Mente e corpo são algo único
e indivisível ou representam duas coisas diferentes? Para Woody Allen, “a mente
abarca todas as mais nobres aspirações, como poesia e filosofia, porém o corpo
é que fica com toda a diversão”. Segundo uma corrente filosófica bastante
radical, o materialismo eliminativo, só o corpo é real e a mente simplesmente
não existe. Isto até pode ser verdade, pelo menos em relação aos participantes
do Big Brother Brasil, com seus corpos esculturais e cérebros inteiramente
inabitados.
No meu caso em particular,
mente e corpo estiveram sempre muito separados e nunca se entenderam muito bem.

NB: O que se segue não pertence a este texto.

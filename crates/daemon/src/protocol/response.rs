// SPDX-License-Identifier: BUSL-1.1
// Copyright (c) 2026 Alfred Jean LLC

use serde::{Deserialize, Serialize};
use serde_json::Value;

/// Exactly one of `{ok:true, data}` or `{ok:false, error}` per reply line.
#[derive(Debug, Clone, Serialize, Deserialize, PartialEq)]
pub struct Response {
    pub ok: bool,
    #[serde(default, skip_serializing_if = "Option::is_none")]
    pub data: Option<Value>,
    #[serde(default, skip_serializing_if = "Option::is_none")]
    pub error: Option<String>,
}

impl Response {
    pub fn ok(data: impl Serialize) -> Self {
        match serde_json::to_value(data) {
            Ok(data) => Response { ok: true, data: Some(data), error: None },
            Err(err) => Response::err(format!("failed to encode response: {err}")),
        }
    }

    pub fn ok_empty() -> Self {
        Response { ok: true, data: None, error: None }
    }

    pub fn err(message: impl Into<String>) -> Self {
        Response { ok: false, data: None, error: Some(message.into()) }
    }
}

#[cfg(test)]
#[path = "response_tests.rs"]
mod tests;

Para mim, meu corpo era meramente um meio de transporte, provisório, para a
minha alma. Esta concepção se formou quando eu era criança, em função de minha
educação católica, que me fez valorizar apenas a alma e desprezar o corpo. Aprendi
que eu tinha que ser um bom menino para que a minha alma, imortal, fosse para o
Céu após a morte do meu corpo, impuro.
Mais tarde, já que a Deise,
minha sedutora colega do ensino médio, não queria nada comigo, passei a
adolescência lendo Machado de Assis e Nelson Rodrigues, jogando xadrez e vendo
no cinema ou em videocassete Hitchcock, Woody Allen, Frank Capra e Truffaut. É
verdade que também jogava uma bolinha de vez em quando e sonhava em ser
ponta-direita do Flamengo. Mas eu era tão ruim no futebol que acabei indo fazer
faculdade de medicina mesmo. Afinal, por pior médico que eu viesse a me tornar,
não mataria tanta gente quanto se fosse atacante do Mengão – os corações de
milhões de torcedores não resistiriam a tantos gols feitos perdidos.
Na vida profissional,
continuei negligenciando o corpo e me dediquei à psiquiatria, a especialidade
médica que cuida das doenças da mente. E ainda fui fazer formação
psicanalítica, onde aprendi que o corpo e o cérebro são meros detalhes
inconvenientes. (Para ser justo, não era bem assim que Freud pensava. Se ele
ressuscitasse agora e visse o que fizeram tomando seu santo nome em vão, com
certeza cometeria suicídio!)
Todavia, recentemente, meu
corpo resolveu se vingar e tive que dar mais atenção a ele. Num belo dia, forte
fisgada na coluna lombar, do lado esquerdo. Este foi o laudo da ressonância
magnética: “osteófitos
marginais incipientes em L4, L5 e S1; abaulamento discal difuso em L4-L5
endentando o saco dural e as porções inferiores dos foramens neurais”.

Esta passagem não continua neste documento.